Duplicate image replacement — the process of flagging, removing or consolidating listings that share photographic fingerprints — has become a technical priority for the Consorci de l'Habitatge de Barcelona, the joint city-Generalitat body that administers housing policy across the metropolitan area. Engineers working with the consorci have been piloting perceptual hashing tools, a form of image comparison technology, to cross-reference listings scraped from major platforms. The pilot began in earnest during the first quarter of 2026, according to documentation published on the consorci's open-data portal.
The scale of the issue is not trivial. An independent study published in March 2026 by the Institut Metropolità de Promoció de Sòl i Gestió Patrimonial estimated that between 12 and 18 percent of active listings in the Sant Pere, Santa Caterina i la Ribera district and the lower stretch of the Passeig de Gràcia corridor could be attributed to duplicate entries rather than distinct physical units. That range, if applied to the city's total registered inventory of around 10,100 licences, suggests that somewhere between 1,200 and 1,800 listings may represent properties already counted elsewhere.
What the Platforms Are Being Asked to Do
Under pressure from City Hall, the major platforms have been handed a deadline of 1 September 2026 to implement their own deduplication protocols and report consolidated unique-unit figures to the Ajuntament. Airbnb and Booking.com have both acknowledged receipt of the requirement through their respective Barcelona market offices, though neither has publicly detailed the technical approach they plan to use.
For residents in places like the Poblenou neighbourhood — where the 22@ innovation district sits alongside streets that have seen aggressive short-term rental expansion — the practical consequence of cleaner data should be faster enforcement action. Inspectors from the city's Agència de l'Habitatge will be able to cross-reference licence numbers against deduplicated listing databases, making it harder for landlords to argue that a flagged property is already accounted for under a different entry.
The tourist tax angle adds further urgency. Barcelona raised its tourist overnight tax to €4 per person per night for apartments in April 2025, and accurate unit counts are directly tied to revenue projections the city uses to fund social housing acquisition. Inflated inventory figures produce inflated projected tax income — a budgetary miscalculation the Ajuntament's housing finance team is keen to correct before the 2027 municipal budget cycle opens in October.

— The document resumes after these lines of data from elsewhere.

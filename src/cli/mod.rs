pub mod candles;
pub mod catalog;
pub mod category;
pub mod returns;
pub mod setup;
pub mod ui;
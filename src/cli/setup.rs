use crate::core::config::AppConfig;
use anyhow::{Context, Result};
use std::path::Path;

const EXAMPLE_CONFIG: &str = include_str!("../../docs/example_config.yaml");

/// Writes the example configuration to `config_path`, or to the default location.
pub fn setup(config_path: Option<&str>) -> Result<()> {
    match config_path {
        Some(path) => setup_at_path(path),
        None => setup_at_path(AppConfig::default_config_path()?),
    }
}

/// Creates a configuration file with example content, refusing to overwrite one.
pub fn setup_at_path<P: AsRef<Path>>(path: P) -> Result<()> {
    let path = path.as_ref();

    if path.exists() {
        anyhow::bail!("Configuration file already exists at {}", path.display());
    }

    if let Some(parent) = path.parent() {
        std::fs::create_dir_all(parent)
            .with_context(|| format!("Failed to create directory: {}", parent.display()))?;
    }

    std::fs::write(path, EXAMPLE_CONFIG)
        .with_context(|| format!("Failed to write config file to {}", path.display()))?;

    tracing::info!("Created default configuration at {}", path.display());
    Ok(())
}
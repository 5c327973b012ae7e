use chrono::{DateTime, NaiveDate, Utc};

/// Source of "today" for anchor-date calculations.
pub trait Clock: Send + Sync {
    fn now(&self) -> DateTime<Utc>;

    fn today(&self) -> NaiveDate {
        self.now().date_naive()
    }
}

#[derive(Debug, Clone, Copy, Default)]
pub struct SystemClock;

impl Clock for SystemClock {
    fn now(&self) -> DateTime<Utc> {
        Utc::now()
    }
}

/// A clock pinned to midnight UTC of a given date.
#[derive(Debug, Clone, Copy)]
pub struct FixedClock(pub NaiveDate);

impl Clock for FixedClock {
    fn now(&self) -> DateTime<Utc> {
        self.0.and_time(chrono::NaiveTime::MIN).and_utc()
    }

    fn today(&self) -> NaiveDate {
        self.0
    }
}
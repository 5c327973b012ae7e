//! Domain types and calculations. Nothing in here talks to the network directly.

pub mod analytics;
pub mod cache;
pub mod candles;
pub mod catalog;
pub mod clock;
pub mod config;
pub mod error;
pub mod log;
pub mod period;
pub mod returns;
pub mod risk;
pub mod series;
pub mod source;

// Re-export main types for cleaner imports
pub use analytics::{AnalyticsSettings, FundAnalytics, FundSnapshot};
pub use cache::SeriesCache;
pub use candles::{BucketOrder, Candle};
pub use catalog::{CatalogSource, SchemeCategory, SchemeRef};
pub use clock::{Clock, FixedClock, SystemClock};
pub use error::{AnalyticsError, FetchError};
pub use period::ReturnPeriod;
pub use returns::ReturnResult;
pub use risk::RiskTier;
pub use series::{NavPoint, NavSeries};
pub use source::NavSource;
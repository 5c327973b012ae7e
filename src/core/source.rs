use crate::core::error::FetchError;
use crate::core::series::NavSeries;
use async_trait::async_trait;

/// Fetches the full NAV history of one scheme.
///
/// Implementations perform exactly one request per call; retrying and caching are
/// layered on top by the caller.
#[async_trait]
pub trait NavSource: Send + Sync {
    async fn fetch_series(&self, scheme_code: &str) -> Result<NavSeries, FetchError>;
}
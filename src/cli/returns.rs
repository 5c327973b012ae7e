use super::ui;
use crate::core::analytics::{FundAnalytics, ReturnsRow};
use crate::core::catalog::SchemeRef;
use crate::core::error::FetchError;
use crate::core::period::ReturnPeriod;
use comfy_table::{Cell, Table};
use std::collections::HashMap;
use tracing::info;

pub async fn run(analytics: &FundAnalytics, schemes: &[SchemeRef]) -> anyhow::Result<()> {
    info!("Calculating returns for {} schemes...", schemes.len());

    if schemes.is_empty() {
        println!("No schemes found to calculate returns for.");
        return Ok(());
    }

    let codes: Vec<String> = schemes.iter().map(|s| s.code.clone()).collect();
    let pb = ui::new_progress_bar(codes.len() as u64);
    let rows = analytics
        .returns_table(&codes, &ReturnPeriod::ALL, &|| pb.inc(1))
        .await;
    pb.finish_and_clear();

    let table = build_table(schemes, &rows, analytics.near_tolerance_days());
    println!("{table}");
    Ok(())
}

fn build_table(
    schemes: &[SchemeRef],
    rows: &HashMap<String, Result<ReturnsRow, FetchError>>,
    tolerance_days: i64,
) -> Table {
    let mut table = ui::new_styled_table();

    let mut header = vec![ui::header_cell("Scheme")];
    for period in &ReturnPeriod::ALL {
        header.push(ui::header_cell(&period.to_string()));
    }
    header.push(ui::header_cell(&format!("1Y (±{tolerance_days} days)")));
    header.push(ui::header_cell("Risk"));
    table.set_header(header);

    for scheme in schemes {
        let mut row_cells = vec![Cell::new(format!("{} ({})", scheme.name, scheme.code))];
        match rows.get(&scheme.code) {
            Some(Ok(row)) => {
                for period in &ReturnPeriod::ALL {
                    let percent = row.returns.get(period).and_then(|r| r.percent);
                    row_cells.push(ui::optional_change_cell(percent, false));
                }
                row_cells.push(ui::optional_change_cell(row.one_year_near, false));
            }
            _ => {
                for _ in 0..=ReturnPeriod::ALL.len() {
                    row_cells.push(ui::na_cell(true));
                }
            }
        }
        row_cells.push(ui::risk_cell(scheme.risk()));
        table.add_row(row_cells);
    }

    table
}
//! Scheme metadata supplied by a static list or a remote catalog.

use crate::core::error::FetchError;
use crate::core::risk::{RiskTier, classify};
use crate::providers::util::{RetryPolicy, with_retry};
use async_trait::async_trait;
use serde::{Deserialize, Serialize};
use tracing::{debug, warn};

pub const UNKNOWN: &str = "Unknown";

fn unknown() -> String {
    UNKNOWN.to_string()
}

/// Identifies a fund scheme.
#[derive(Debug, Clone, PartialEq, Eq, Hash, Serialize, Deserialize)]
pub struct SchemeRef {
    pub code: String,
    pub name: String,
    #[serde(default = "unknown")]
    pub category: String,
    #[serde(default = "unknown")]
    pub amc: String,
}

impl SchemeRef {
    pub fn new(code: &str, name: &str, category: &str, amc: &str) -> Self {
        Self {
            code: code.to_string(),
            name: name.to_string(),
            category: category.to_string(),
            amc: amc.to_string(),
        }
    }

    /// Placeholder for a code that is not in any catalog.
    pub fn bare(code: &str) -> Self {
        Self::new(code, code, UNKNOWN, UNKNOWN)
    }

    pub fn risk(&self) -> RiskTier {
        classify(&self.category)
    }
}

/// A named group of schemes, as shown on category screens.
#[derive(Debug, Clone, PartialEq, Serialize, Deserialize)]
pub struct SchemeCategory {
    pub name: String,
    #[serde(default)]
    pub schemes: Vec<SchemeRef>,
}

/// Looks up a scheme by code across all categories.
pub fn find_scheme<'a>(categories: &'a [SchemeCategory], code: &str) -> Option<&'a SchemeRef> {
    categories
        .iter()
        .flat_map(|c| c.schemes.iter())
        .find(|s| s.code == code)
}

/// Looks up a category by name, case-insensitively.
pub fn find_category<'a>(
    categories: &'a [SchemeCategory],
    name: &str,
) -> Option<&'a SchemeCategory> {
    categories
        .iter()
        .find(|c| c.name.eq_ignore_ascii_case(name))
}

/// Every scheme in catalog order, each code listed once.
pub fn all_schemes(categories: &[SchemeCategory]) -> Vec<SchemeRef> {
    let mut seen = std::collections::HashSet::new();
    categories
        .iter()
        .flat_map(|c| c.schemes.iter())
        .filter(|s| seen.insert(s.code.clone()))
        .cloned()
        .collect()
}

#[async_trait]
pub trait CatalogSource: Send + Sync {
    async fn fetch_schemes(&self) -> Result<Vec<SchemeRef>, FetchError>;
}

/// Fetches the remote catalog under `policy`. Exhausted retries or a malformed
/// response yield an empty list, which callers must treat as "unavailable".
pub async fn load_catalog(source: &dyn CatalogSource, policy: &RetryPolicy) -> Vec<SchemeRef> {
    match with_retry(|| source.fetch_schemes(), policy).await {
        Ok(schemes) => {
            debug!("Loaded {} schemes from catalog", schemes.len());
            schemes
        }
        Err(e) => {
            warn!("Scheme catalog unavailable: {}", e);
            Vec::new()
        }
    }
}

For tenants, landlords and anyone monitoring the housing market, the immediate practical step is to cross-check any rental listing against the Registre de Turisme de Catalunya database, which carries official licence numbers. A property appearing without a valid, searchable licence number — regardless of how many platforms it appears on — should be reported to the Oficina de l'Habitatge at Carrer del Bisbe Caçador 4 in the Barri Gòtic. The September platform deadline will be the first real test of whether the technical fix translates into cleaner numbers on the ground.